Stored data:
◇ ◇ ◇ ◇ ◇

#[cfg(test)]
mod tests {
    use super::*;

    fn page(body: &str) -> ResultsPage {
        extract_page(&Html::parse_document(&format!(
            "<html><body>{body}</body></html>"
        )))
    }

    fn block(cells: &str) -> String {
        format!(
            r#"<div class="timeSummary"><table class="tableContent"><tbody>{cells}</tbody></table></div>"#
        )
    }

    #[test]
    fn empty_document_has_no_blocks() {
        let page = page("<p>nothing here</p>");
        assert!(page.blocks.is_empty());
        assert_eq!(page.origin_name, "");
        assert_eq!(page.destination_name, "");
    }

    #[test]
    fn table_outside_summary_is_ignored() {
        let page = page(r#"<table class="tableContent"><tbody><tr><td>x</td></tr></tbody></table>"#);
        assert!(page.blocks.is_empty());
    }

    #[test]
    fn page_level_endpoints() {
        let page = page(
            r#"<div class="ticketInfoGrid"><div class="fromToBox">
                 <div class="from"><span class="almB"> 博多 </span></div>
                 <div class="to"><span class="almB">由布院</span></div>
               </div></div>"#,
        );
        assert_eq!(page.origin_name, "博多");
        assert_eq!(page.destination_name, "由布院");
    }

    #[test]
    fn sparse_direct_block_uses_sentinels() {
        let page = page(&block("<tr><td>empty</td></tr>"));
        assert_eq!(page.blocks.len(), 1);

        let block = &page.blocks[0];
        assert_eq!(block.date, "");
        assert_eq!(block.distance, MISSING_DISTANCE);
        assert!(block.fare_rows.is_empty());
        assert_eq!(
            block.route,
            RawRoute::Direct(RawDirectRide {
                train_name: String::new(),
                departure: MISSING_TIME.to_string(),
                arrival: MISSING_TIME.to_string(),
                origin_name: None,
                destination_name: None,
            })
        );
    }

    #[test]
    fn date_prefers_ride_meta() {
        let page = page(&block(
            r#"<tr><td>
                 <div class="rideInfo"><p class="rideTime">乗車日：12月3日</p></div>
                 <div class="rideMeta"><p>12月2日(火)</p><p>ignored</p></div>
               </td></tr>"#,
        ));
        assert_eq!(page.blocks[0].date, "12月2日(火)");
    }

    #[test]
    fn date_falls_back_to_ride_info() {
        let page = page(&block(
            r#"<tr><td><div class="rideInfo">
                 <p class="rideTime">距離：240.9Km</p>
                 <p class="rideTime">乗車日：12月3日(水)</p>
               </div></td></tr>"#,
        ));
        assert_eq!(page.blocks[0].date, "乗車日：12月3日(水)");
        assert_eq!(page.blocks[0].distance, "距離：240.9Km");
    }

    #[test]
    fn transfer_table_labels_and_details() {
        let page = page(&block(
            r#"<tr><td><div class="rideTable">
                 <div class="rideLabel"><span class="name">博多</span><span class="dpt">11:15</span></div>
                 <div class="rideDetail"><span class="trainName">新幹線のぞみ２４号</span></div>
                 <div class="rideLabel"><span class="arr">11:30</span><span class="name">小倉</span><span class="dpt">11:42</span></div>
                 <div class="rideDetail"><span class="trainName">特急ソニック１７号</span></div>
                 <div class="rideLabel"><span class="arr">13:01</span><span class="name">大分</span></div>
               </div></td></tr>"#,
        ));

        let RawRoute::Transfer { labels, details } = &page.blocks[0].route else {
            panic!("expected a transfer route");
        };
        assert_eq!(labels.len(), 3);
        assert_eq!(details.len(), 2);
        assert_eq!(labels[0].station_name, "博多");
        assert_eq!(labels[0].departure.as_deref(), Some("11:15"));
        assert_eq!(labels[0].arrival, None);
        assert_eq!(labels[0].arrival_text(), MISSING_TIME);
        assert_eq!(labels[1].arrival_text(), "11:30");
        assert_eq!(labels[1].departure_text(), "11:42");
        assert_eq!(labels[2].departure, None);
        assert_eq!(labels[2].departure_text(), MISSING_TIME);
        assert_eq!(details[1].train_name, "特急ソニック１７号");
    }

    #[test]
    fn direct_block_with_local_names() {
        let page = page(&block(
            r#"<tr><td>
                 <div class="fromToBox">
                   <div class="from"><span class="name">博多</span> 07:43</div>
                   <div class="to"><span class="name">由布院</span> 10:02</div>
                 </div>
                 <div class="rideUnit">特急ゆふ１号</div>
               </td></tr>"#,
        ));
        let RawRoute::Direct(ride) = &page.blocks[0].route else {
            panic!("expected a direct route");
        };
        assert_eq!(ride.train_name, "特急ゆふ１号");
        assert_eq!(ride.departure, "博多 07:43");
        assert_eq!(ride.arrival, "由布院 10:02");
        assert_eq!(ride.origin_name.as_deref(), Some("博多"));
        assert_eq!(ride.destination_name.as_deref(), Some("由布院"));
    }

    #[test]
    fn fare_cells_follow_column_order() {
        let page = page(&block(
            r#"<tr>
                 <td class="icoCell"><span class="txt">指定席</span></td>
                 <td class="markCell"><div class="mark"><span class="status">×</span><span class="price">11,190円</span></div></td>
                 <td class="markCell"></td>
                 <td class="markCell"><div class="mark"><span class="status">○</span></div></td>
                 <td class="markCell"><div class="mark"><span class="status">○</span><span class="price">1円</span></div></td>
               </tr>
               <tr><td>no seat cell</td><td class="markCell"><div class="mark">x</div></td></tr>"#,
        ));

        let rows = &page.blocks[0].fare_rows;
        assert_eq!(rows.len(), 1);
        assert_eq!(rows[0].seat_label, "指定席");
        assert_eq!(
            rows[0].cells[0],
            Some(RawFareCell {
                status: "×".into(),
                price: "11,190円".into()
            })
        );
        assert_eq!(rows[0].cells[1], None);
        assert_eq!(
            rows[0].cells[2],
            Some(RawFareCell {
                status: "○".into(),
                price: MISSING_PRICE.into()
            })
        );

        let marked: Vec<_> = rows[0].marked_cells().map(|(t, _)| t).collect();
        assert_eq!(marked, vec![TicketType::Normal, TicketType::NetTicket]);
    }

    #[test]
    fn blocks_keep_document_order() {
        let body = format!(
            "{}{}",
            block(r#"<tr><td><div class="rideMeta"><p>12月1日</p></div></td></tr>"#),
            block(r#"<tr><td><div class="rideMeta"><p>12月2日</p></div></td></tr>"#),
        );
        let page = page(&body);
        let dates: Vec<_> = page.blocks.iter().map(|b| b.date.as_str()).collect();
        assert_eq!(dates, vec!["12月1日", "12月2日"]);
    }
}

◇ ◇ ◇ ◇ ◇

**TASK BRIEF**
Each record shown above is to be given again exactly.

**SOLUTION**
#[cfg(test)]
mod tests {
    use super::*;

    fn page(body: &str) -> ResultsPage {
        extract_page(&Html::parse_document(&format!(
            "<html><body>{body}</body></html>"
        )))
    }

    fn block(cells: &str) -> String {
        format!(
            r#"<div class="timeSummary"><table class="tableContent"><tbody>{cells}</tbody></table></div>"#
        )
    }

    #[test]
    fn empty_document_has_no_blocks() {
        let page = page("<p>nothing here</p>");
        assert!(page.blocks.is_empty());
        assert_eq!(page.origin_name, "");
        assert_eq!(page.destination_name, "");
    }

    #[test]
    fn table_outside_summary_is_ignored() {
        let page = page(r#"<table class="tableContent"><tbody><tr><td>x</td></tr></tbody></table>"#);
        assert!(page.blocks.is_empty());
    }

    #[test]
    fn page_level_endpoints() {
        let page = page(
            r#"<div class="ticketInfoGrid"><div class="fromToBox">
                 <div class="from"><span class="almB"> 博多 </span></div>
                 <div class="to"><span class="almB">由布院</span></div>
               </div></div>"#,
        );
        assert_eq!(page.origin_name, "博多");
        assert_eq!(page.destination_name, "由布院");
    }

    #[test]
    fn sparse_direct_block_uses_sentinels() {
        let page = page(&block("<tr><td>empty</td></tr>"));
        assert_eq!(page.blocks.len(), 1);

        let block = &page.blocks[0];
        assert_eq!(block.date, "");
        assert_eq!(block.distance, MISSING_DISTANCE);
        assert!(block.fare_rows.is_empty());
        assert_eq!(
            block.route,
            RawRoute::Direct(RawDirectRide {
                train_name: String::new(),
                departure: MISSING_TIME.to_string(),
                arrival: MISSING_TIME.to_string(),
                origin_name: None,
                destination_name: None,
            })
        );
    }

    #[test]
    fn date_prefers_ride_meta() {
        let page = page(&block(
            r#"<tr><td>
                 <div class="rideInfo"><p class="rideTime">乗車日：12月3日</p></div>
                 <div class="rideMeta"><p>12月2日(火)</p><p>ignored</p></div>
               </td></tr>"#,
        ));
        assert_eq!(page.blocks[0].date, "12月2日(火)");
    }

    #[test]
    fn date_falls_back_to_ride_info() {
        let page = page(&block(
            r#"<tr><td><div class="rideInfo">
                 <p class="rideTime">距離：240.9Km</p>
                 <p class="rideTime">乗車日：12月3日(水)</p>
               </div></td></tr>"#,
        ));
        assert_eq!(page.blocks[0].date, "乗車日：12月3日(水)");
        assert_eq!(page.blocks[0].distance, "距離：240.9Km");
    }

    #[test]
    fn transfer_table_labels_and_details() {
        let page = page(&block(
            r#"<tr><td><div class="rideTable">
                 <div class="rideLabel"><span class="name">博多</span><span class="dpt">11:15</span></div>
                 <div class="rideDetail"><span class="trainName">新幹線のぞみ２４号</span></div>
                 <div class="rideLabel"><span class="arr">11:30</span><span class="name">小倉</span><span class="dpt">11:42</span></div>
                 <div class="rideDetail"><span class="trainName">特急ソニック１７号</span></div>
                 <div class="rideLabel"><span class="arr">13:01</span><span class="name">大分</span></div>
               </div></td></tr>"#,
        ));

        let RawRoute::Transfer { labels, details } = &page.blocks[0].route else {
            panic!("expected a transfer route");
        };
        assert_eq!(labels.len(), 3);
        assert_eq!(details.len(), 2);
        assert_eq!(labels[0].station_name, "博多");
        assert_eq!(labels[0].departure.as_deref(), Some("11:15"));
        assert_eq!(labels[0].arrival, None);
        assert_eq!(labels[0].arrival_text(), MISSING_TIME);
        assert_eq!(labels[1].arrival_text(), "11:30");
        assert_eq!(labels[1].departure_text(), "11:42");
        assert_eq!(labels[2].departure, None);
        assert_eq!(labels[2].departure_text(), MISSING_TIME);
        assert_eq!(details[1].train_name, "特急ソニック１７号");
    }

    #[test]
    fn direct_block_with_local_names() {
        let page = page(&block(
            r#"<tr><td>
                 <div class="fromToBox">
                   <div class="from"><span class="name">博多</span> 07:43</div>
                   <div class="to"><span class="name">由布院</span> 10:02</div>
                 </div>
                 <div class="rideUnit">特急ゆふ１号</div>
               </td></tr>"#,
        ));
        let RawRoute::Direct(ride) = &page.blocks[0].route else {
            panic!("expected a direct route");
        };
        assert_eq!(ride.train_name, "特急ゆふ１号");
        assert_eq!(ride.departure, "博多 07:43");
        assert_eq!(ride.arrival, "由布院 10:02");
        assert_eq!(ride.origin_name.as_deref(), Some("博多"));
        assert_eq!(ride.destination_name.as_deref(), Some("由布院"));
    }

    #[test]
    fn fare_cells_follow_column_order() {
        let page = page(&block(
            r#"<tr>
                 <td class="icoCell"><span class="txt">指定席</span></td>
                 <td class="markCell"><div class="mark"><span class="status">×</span><span class="price">11,190円</span></div></td>
                 <td class="markCell"></td>
                 <td class="markCell"><div class="mark"><span class="status">○</span></div></td>
                 <td class="markCell"><div class="mark"><span class="status">○</span><span class="price">1円</span></div></td>
               </tr>
               <tr><td>no seat cell</td><td class="markCell"><div class="mark">x</div></td></tr>"#,
        ));

        let rows = &page.blocks[0].fare_rows;
        assert_eq!(rows.len(), 1);
        assert_eq!(rows[0].seat_label, "指定席");
        assert_eq!(
            rows[0].cells[0],
            Some(RawFareCell {
                status: "×".into(),
                price: "11,190円".into()
            })
        );
        assert_eq!(rows[0].cells[1], None);
        assert_eq!(
            rows[0].cells[2],
            Some(RawFareCell {
                status: "○".into(),
                price: MISSING_PRICE.into()
            })
        );

        let marked: Vec<_> = rows[0].marked_cells().map(|(t, _)| t).collect();
        assert_eq!(marked, vec![TicketType::Normal, TicketType::NetTicket]);
    }

    #[test]
    fn blocks_keep_document_order() {
        let body = format!(
            "{}{}",
            block(r#"<tr><td><div class="rideMeta"><p>12月1日</p></div></td></tr>"#),
            block(r#"<tr><td><div class="rideMeta"><p>12月2日</p></div></td></tr>"#),
        );
        let page = page(&body);
        let dates: Vec<_> = page.blocks.iter().map(|b| b.date.as_str()).collect();
        assert_eq!(dates, vec!["12月1日", "12月2日"]);
    }
}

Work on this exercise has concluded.